Groups Fight to Save Oregon Wolves

PORTLAND, Ore. (CN) – Environmental groups sued the U.S. Fish and Wildlife Service to try to stop it from killing two of Oregon’s population of 25 endangered gray wolves. The groups say there are only two breeding pairs of gray wolves in Oregon, and neither of them has bred successfully more than twice.

     Lead plaintiff Hells Canyon Preservation Council claims the government’s plan to kill the wolves violates Oregon’s Wolf Conservation plan, which calls for at least four pairs of wolves to breed for three years in a row before “the natural reproductive potential of the wolf population is not in danger of failure.”
     Plaintiffs include Cascadia Wildlands, the Center for Biological Diversity, and Oregon Wild.
      “The lethal removal of any wolf in Oregon, given how few wolves there are, can significantly impact the recovery of the entire species,” the complaint states.
     The same plaintiffs filed a similar complaint against the U.S. Fish and Wildlife Service in July 2010; it was settled in April.

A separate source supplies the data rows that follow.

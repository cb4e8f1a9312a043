//! HTTP client initialization.

use std::sync::Arc;
use std::time::Duration;

use reqwest::ClientBuilder;

use crate::config::Config;
use crate::error_handling::InitializationError;

/// Initializes the outbound HTTP client.
///
/// Creates a `reqwest::Client` configured with:
/// - User-Agent header from the config (Nominatim requires one)
/// - Per-request timeout from the config
///
/// # Errors
///
/// Returns `InitializationError::HttpClientError` if client creation fails,
/// for example when the User-Agent is not a valid header value.
pub fn init_client(config: &Config) -> Result<Arc<reqwest::Client>, InitializationError> {
    let client = ClientBuilder::new()
        .timeout(Duration::from_secs(config.timeout_seconds))
        .user_agent(config.user_agent.clone())
        .build()?;
    Ok(Arc::new(client))
}
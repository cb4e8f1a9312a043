//! `/reset` handler.

use axum::extract::State;
use axum::http::StatusCode;

use super::super::state::AppState;

/// Drops every stored point.
pub async fn reset_handler(State(state): State<AppState>) -> StatusCode {
    let dropped = state.store.len();
    state.store.clear();
    log::info!("Store reset ({} point(s) dropped)", dropped);
    StatusCode::NO_CONTENT
}
//! API stage: resolve the campus once, then serve the store over HTTP.

use std::sync::Arc;

use anyhow::{Context, Result};

use super::demo::demo_points;
use crate::config::{Config, SOURCE_SEED};
use crate::geo::GeometryLoader;
use crate::initialization::init_client;
use crate::server::{start_server, AppState};
use crate::store::LocationStore;

/// Listener and startup options for the API server.
#[derive(Debug, Clone)]
pub struct ServeOptions {
    /// Interface to bind
    pub host: String,
    /// Port to bind
    pub port: u16,
    /// Seed the demo points before accepting requests
    pub seed: bool,
}

/// Builds the shared state: geometry, store and seed points.
///
/// Geometry resolution failure is fatal; the server never starts without a
/// campus polygon.
pub async fn prepare_state(config: &Config, seed: bool) -> Result<AppState> {
    let client = init_client(config).context("Failed to initialize HTTP client")?;
    let loader = GeometryLoader::new(client, config.geocoder_url.clone());

    let geometry = loader
        .load(&config.location_name)
        .await
        .with_context(|| format!("Failed to resolve geometry for '{}'", config.location_name))?;
    let (lat, lon) = geometry.centroid();
    log::info!(
        "Resolved '{}' ({} boundary vertices, centroid {:.5}, {:.5})",
        geometry.name(),
        geometry.boundary().len(),
        lat,
        lon
    );

    let store = Arc::new(LocationStore::new(config.history_limit));
    if seed {
        store.bulk_add(demo_points(SOURCE_SEED)?);
        log::info!("Seeded {} demo points", store.len());
    }

    Ok(AppState::new(store, geometry, config.map_zoom))
}

/// Runs the API server until Ctrl-C.
pub async fn run_server(config: &Config, options: &ServeOptions) -> Result<()> {
    let state = prepare_state(config, options.seed).await?;
    start_server(&options.host, options.port, state).await
}
use std::path::PathBuf;
use thiserror::Error;

#[derive(Error, Debug)]
pub enum RelocateError {
    #[error("Cannot read source directory {}: {source}", .path.display())]
    SourceUnreadable {
        path: PathBuf,
        #[source]
        source: std::io::Error,
    },

    #[error("Failed to rename {} to {}: {source}", .from.display(), .to.display())]
    Rename {
        from: PathBuf,
        to: PathBuf,
        #[source]
        source: std::io::Error,
    },

    #[error("Failed to move {} to {}: {source}", .from.display(), .to.display())]
    Move {
        from: PathBuf,
        to: PathBuf,
        #[source]
        source: std::io::Error,
    },

    #[error("Invalid layout value for {field}: '{value}' ({reason})")]
    InvalidLayout {
        field: String,
        value: String,
        reason: String,
    },
}

impl RelocateError {
    /// Process exit code for this failure. `2` is left to clap for usage errors.
    pub fn exit_code(&self) -> i32 {
        match self {
            RelocateError::SourceUnreadable { .. } => 1,
            RelocateError::Rename { .. } => 3,
            RelocateError::Move { .. } => 4,
            RelocateError::InvalidLayout { .. } => 5,
        }
    }

    pub fn user_friendly_message(&self) -> String {
        match self {
            RelocateError::SourceUnreadable { path, .. } => {
                format!("Build output directory {} could not be read", path.display())
            }
            RelocateError::Rename { from, .. } => {
                format!("Could not rename bundle {}", from.display())
            }
            RelocateError::Move { from, to, source } => {
                if source.kind() == std::io::ErrorKind::NotFound {
                    format!("No bundle found at {}", from.display())
                } else {
                    format!("Could not move {} into {}", from.display(), to.display())
                }
            }
            RelocateError::InvalidLayout { field, reason, .. } => {
                format!("Layout setting '{}' is invalid: {}", field, reason)
            }
        }
    }

    pub fn recovery_suggestion(&self) -> &'static str {
        match self {
            RelocateError::SourceUnreadable { .. } => {
                "Run the webview build first and invoke this tool from the project root"
            }
            RelocateError::Rename { .. } => {
                "Check that nothing else is writing to the build output directory"
            }
            RelocateError::Move { source, .. }
                if source.kind() == std::io::ErrorKind::NotFound =>
            {
                "Rebuild the webview; bundles are consumed by each successful run"
            }
            RelocateError::Move { .. } => "Check permissions on the media directory",
            RelocateError::InvalidLayout { .. } => "Fix the directory constants and rebuild",
        }
    }
}

pub type Result<T> = std::result::Result<T, RelocateError>;

#[cfg(test)]
mod tests {
    use super::*;
    use std::io;

    fn not_found() -> io::Error {
        io::Error::new(io::ErrorKind::NotFound, "missing")
    }

    #[test]
    fn test_exit_codes_are_distinct_and_nonzero() {
        let errors = [
            RelocateError::SourceUnreadable {
                path: "in".into(),
                source: not_found(),
            },
            RelocateError::Rename {
                from: "a".into(),
                to: "b".into(),
                source: not_found(),
            },
            RelocateError::Move {
                from: "a".into(),
                to: "b".into(),
                source: not_found(),
            },
            RelocateError::InvalidLayout {
                field: "source_dir".into(),
                value: String::new(),
                reason: "empty".into(),
            },
        ];

        let mut codes: Vec<i32> = errors.iter().map(|e| e.exit_code()).collect();
        assert!(codes.iter().all(|&c| c != 0 && c != 2));
        codes.sort_unstable();
        codes.dedup();
        assert_eq!(codes.len(), errors.len());
    }

    #[test]
    fn test_missing_bundle_message() {
        let err = RelocateError::Move {
            from: PathBuf::from("webview/dist/assets/main.js"),
            to: PathBuf::from("media/main.js"),
            source: not_found(),
        };

        assert!(err.user_friendly_message().contains("No bundle found"));
        assert!(err.recovery_suggestion().contains("Rebuild"));
        assert!(err.to_string().contains("media/main.js"));
    }

    #[test]
    fn test_move_permission_message() {
        let err = RelocateError::Move {
            from: PathBuf::from("in/styles.css"),
            to: PathBuf::from("out/styles.css"),
            source: io::Error::new(io::ErrorKind::PermissionDenied, "denied"),
        };

        assert!(err.user_friendly_message().contains("Could not move"));
        assert_eq!(
            err.recovery_suggestion(),
            "Check permissions on the media directory"
        );
    }
}
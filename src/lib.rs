pub mod adapters;
pub mod config;
pub mod core;
pub mod domain;
pub mod utils;

pub use adapters::local_fs::LocalFileSystem;
pub use config::RelocatorConfig;
pub use core::{engine::RelocationEngine, relocator::AssetRelocator};
pub use utils::error::{RelocateError, Result};

/// Runs the full relocation against the real filesystem.
pub fn relocate(config: RelocatorConfig) -> Result<domain::model::RelocationReport> {
    use utils::validation::Validate;

    config.validate()?;
    let relocator = AssetRelocator::new(LocalFileSystem::new(), config);
    RelocationEngine::new(relocator).run()
}
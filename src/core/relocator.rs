use crate::core::{
    AssetCandidate, AssetKind, FileSystem, LayoutProvider, RelocationPipeline, RelocationReport,
    StagedAssets,
};
use crate::utils::error::{RelocateError, Result};
use std::collections::HashMap;
use std::io;
use std::path::PathBuf;

/// Renames hashed bundles to their canonical names and moves them into the
/// destination directory.
pub struct AssetRelocator<F: FileSystem, L: LayoutProvider> {
    fs: F,
    layout: L,
}

impl<F: FileSystem, L: LayoutProvider> AssetRelocator<F, L> {
    pub fn new(fs: F, layout: L) -> Self {
        Self { fs, layout }
    }

    fn source_path(&self, kind: AssetKind) -> PathBuf {
        self.layout
            .source_dir()
            .join(self.layout.canonical_name(kind))
    }

    fn dest_path(&self, kind: AssetKind) -> PathBuf {
        self.layout.dest_dir().join(self.layout.canonical_name(kind))
    }

    fn prepare_dest(&self) -> bool {
        let dest = self.layout.dest_dir();
        let existed = self.fs.is_dir(dest);

        // best-effort: a real problem resurfaces as a failed move
        let created = match self.fs.create_dir_all(dest) {
            Ok(()) => !existed,
            Err(e) => {
                tracing::warn!("Could not create {}: {}", dest.display(), e);
                false
            }
        };

        for kind in [AssetKind::Script, AssetKind::Stylesheet] {
            let stale = self.dest_path(kind);
            match self.fs.remove_file(&stale) {
                Ok(()) => tracing::debug!("Removed previous {}", stale.display()),
                Err(e) if e.kind() == io::ErrorKind::NotFound => {}
                Err(e) => tracing::warn!("Could not remove {}: {}", stale.display(), e),
            }
        }

        created
    }

    fn move_into_dest(&self, kind: AssetKind) -> Result<PathBuf> {
        let from = self.source_path(kind);
        let to = self.dest_path(kind);

        self.fs
            .rename(&from, &to)
            .map_err(|source| RelocateError::Move {
                from: from.clone(),
                to: to.clone(),
                source,
            })?;

        tracing::debug!("Moved {} -> {}", from.display(), to.display());
        Ok(to)
    }
}

impl<F: FileSystem, L: LayoutProvider> RelocationPipeline for AssetRelocator<F, L> {
    fn scan(&self) -> Result<Vec<AssetCandidate>> {
        let source_dir = self.layout.source_dir();
        let entries =
            self.fs
                .read_dir(source_dir)
                .map_err(|source| RelocateError::SourceUnreadable {
                    path: source_dir.to_path_buf(),
                    source,
                })?;

        let mut candidates: Vec<AssetCandidate> = entries
            .into_iter()
            .filter_map(|entry| {
                let Some(file_name) = entry.file_name else {
                    tracing::debug!("Skipping non UTF-8 entry {}", entry.path.display());
                    return None;
                };
                let kind = AssetKind::classify(&file_name)?;
                if self.fs.is_dir(&entry.path) {
                    tracing::debug!("Skipping directory {}", entry.path.display());
                    return None;
                }
                Some(AssetCandidate {
                    path: entry.path,
                    file_name,
                    kind,
                    modified: entry.modified,
                })
            })
            .collect();

        // Oldest first; the newest bundle of each kind wins. On equal mtimes a
        // leftover canonical file loses.
        candidates.sort_by(|a, b| {
            let a_canonical = a.file_name == self.layout.canonical_name(a.kind);
            let b_canonical = b.file_name == self.layout.canonical_name(b.kind);
            a.modified
                .cmp(&b.modified)
                .then_with(|| b_canonical.cmp(&a_canonical))
                .then_with(|| a.file_name.cmp(&b.file_name))
        });

        Ok(candidates)
    }

    fn canonicalize(&self, candidates: Vec<AssetCandidate>) -> Result<StagedAssets> {
        let mut staged = StagedAssets::default();
        let mut by_kind: HashMap<AssetKind, Vec<AssetCandidate>> = HashMap::new();
        for candidate in candidates {
            by_kind.entry(candidate.kind).or_default().push(candidate);
        }

        for kind in AssetKind::ALL {
            let Some(mut group) = by_kind.remove(&kind) else {
                continue;
            };
            // scan order is oldest first; the last entry is the winner
            let Some(winner) = group.pop() else {
                continue;
            };
            let target = self.source_path(kind);

            if winner.path != target {
                self.fs
                    .rename(&winner.path, &target)
                    .map_err(|source| RelocateError::Rename {
                        from: winner.path.clone(),
                        to: target.clone(),
                        source,
                    })?;
                tracing::debug!("Renamed {} -> {}", winner.file_name, target.display());
            }

            for loser in group {
                tracing::warn!(
                    "Bundle {} superseded by newer {}",
                    loser.file_name,
                    winner.file_name
                );
                // a loser at the canonical path was already replaced by the rename
                if loser.path != target {
                    if let Err(e) = self.fs.remove_file(&loser.path) {
                        tracing::warn!("Could not remove {}: {}", loser.path.display(), e);
                    }
                }
                staged.superseded.push(loser.file_name);
            }

            *staged.slot_mut(kind) = Some(target);
        }

        Ok(staged)
    }

    fn install(&self, staged: StagedAssets) -> Result<RelocationReport> {
        if staged.script.is_none() {
            tracing::debug!("No .js bundle staged; the move is expected to fail");
        }
        if staged.stylesheet.is_none() {
            tracing::debug!("No .css bundle staged; the move is expected to fail");
        }

        let created_dest_dir = self.prepare_dest();

        let script = self.move_into_dest(AssetKind::Script)?;
        let stylesheet = self.move_into_dest(AssetKind::Stylesheet)?;

        Ok(RelocationReport {
            script,
            stylesheet,
            superseded: staged.superseded,
            created_dest_dir,
        })
    }
}
// Adapters layer: concrete implementations of the domain ports.

pub mod local_fs;
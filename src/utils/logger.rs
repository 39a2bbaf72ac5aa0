use tracing_subscriber::{layer::SubscriberExt, util::SubscriberInitExt, EnvFilter};

/// Installs the stderr subscriber. Quiet unless `RUST_LOG` asks for more.
pub fn init_cli_logger() {
    let filter = EnvFilter::try_from_default_env()
        .unwrap_or_else(|_| EnvFilter::new("asset_mover=warn"));

    tracing_subscriber::registry()
        .with(filter)
        .with(
            tracing_subscriber::fmt::layer()
                .with_writer(std::io::stderr)
                .with_target(false)
                .with_thread_ids(false)
                .with_file(false)
                .with_line_number(false)
                .compact(),
        )
        .init();
}
use crate::domain::model::{AssetCandidate, AssetKind, RelocationReport, StagedAssets};
use crate::utils::error::Result;
use std::io;
use std::path::{Path, PathBuf};
use std::time::SystemTime;

/// A directory entry as seen by the scan phase.
#[derive(Debug, Clone, PartialEq, Eq)]
pub struct DirEntryInfo {
    pub path: PathBuf,
    pub file_name: Option<String>,
    pub modified: Option<SystemTime>,
}

/// The filesystem primitives the relocator needs. Errors stay raw
/// `io::Error`s so callers decide what is fatal.
pub trait FileSystem {
    fn read_dir(&self, dir: &Path) -> io::Result<Vec<DirEntryInfo>>;
    fn rename(&self, from: &Path, to: &Path) -> io::Result<()>;
    fn create_dir_all(&self, dir: &Path) -> io::Result<()>;
    fn remove_file(&self, path: &Path) -> io::Result<()>;
    fn is_dir(&self, path: &Path) -> bool;
}

pub trait LayoutProvider {
    fn source_dir(&self) -> &Path;
    fn dest_dir(&self) -> &Path;
    fn canonical_name(&self, kind: AssetKind) -> &str;
}

pub trait RelocationPipeline {
    fn scan(&self) -> Result<Vec<AssetCandidate>>;
    fn canonicalize(&self, candidates: Vec<AssetCandidate>) -> Result<StagedAssets>;
    fn install(&self, staged: StagedAssets) -> Result<RelocationReport>;
}
use crate::domain::model::AssetKind;
use crate::domain::ports::LayoutProvider;
use crate::utils::error::Result;
use crate::utils::validation::{validate_distinct, validate_file_name, validate_path, Validate};
use std::path::{Path, PathBuf};

/// Where the webview build drops its hashed bundles.
pub const SOURCE_DIR: &str = "webview/dist/assets/";
/// Where the extension loads its assets from.
pub const DEST_DIR: &str = "media/";
pub const STYLESHEET_NAME: &str = "styles.css";
pub const SCRIPT_NAME: &str = "main.js";

/// Fixed directory layout. The CLI only ever uses `Default`.
#[derive(Debug, Clone, PartialEq, Eq)]
pub struct RelocatorConfig {
    pub source_dir: PathBuf,
    pub dest_dir: PathBuf,
}

impl Default for RelocatorConfig {
    fn default() -> Self {
        Self {
            source_dir: PathBuf::from(SOURCE_DIR),
            dest_dir: PathBuf::from(DEST_DIR),
        }
    }
}

impl RelocatorConfig {
    /// The same layout, resolved under `base` instead of the working directory.
    pub fn rooted_at(base: impl AsRef<Path>) -> Self {
        let base = base.as_ref();
        Self {
            source_dir: base.join(SOURCE_DIR),
            dest_dir: base.join(DEST_DIR),
        }
    }
}

impl LayoutProvider for RelocatorConfig {
    fn source_dir(&self) -> &Path {
        &self.source_dir
    }

    fn dest_dir(&self) -> &Path {
        &self.dest_dir
    }

    fn canonical_name(&self, kind: AssetKind) -> &str {
        match kind {
            AssetKind::Stylesheet => STYLESHEET_NAME,
            AssetKind::Script => SCRIPT_NAME,
        }
    }
}

impl Validate for RelocatorConfig {
    fn validate(&self) -> Result<()> {
        validate_path("source_dir", &self.source_dir)?;
        validate_path("dest_dir", &self.dest_dir)?;
        validate_distinct("dest_dir", &self.source_dir, &self.dest_dir)?;

        for kind in AssetKind::ALL {
            validate_file_name("canonical_name", self.canonical_name(kind), kind.suffix())?;
        }

        Ok(())
    }
}
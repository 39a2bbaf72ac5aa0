pub mod engine;
pub mod relocator;

pub use crate::domain::model::{AssetCandidate, AssetKind, RelocationReport, StagedAssets};
pub use crate::domain::ports::{DirEntryInfo, FileSystem, LayoutProvider, RelocationPipeline};
pub use crate::utils::error::Result;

     Fish and Wildlife agreed not to kill any wolves without an environmental assessment or environmental impact statement.
     Now the environmental groups claim the Fish and Wildlife Services must evaluate the environmental impact of killing the wolves.
     They seek declaratory relief and an injunction.
     They are represented by Daniel Kruse with Cascadia Wildlands and Jennifer R. Schwartz with the Hells Canyon Preservation Council.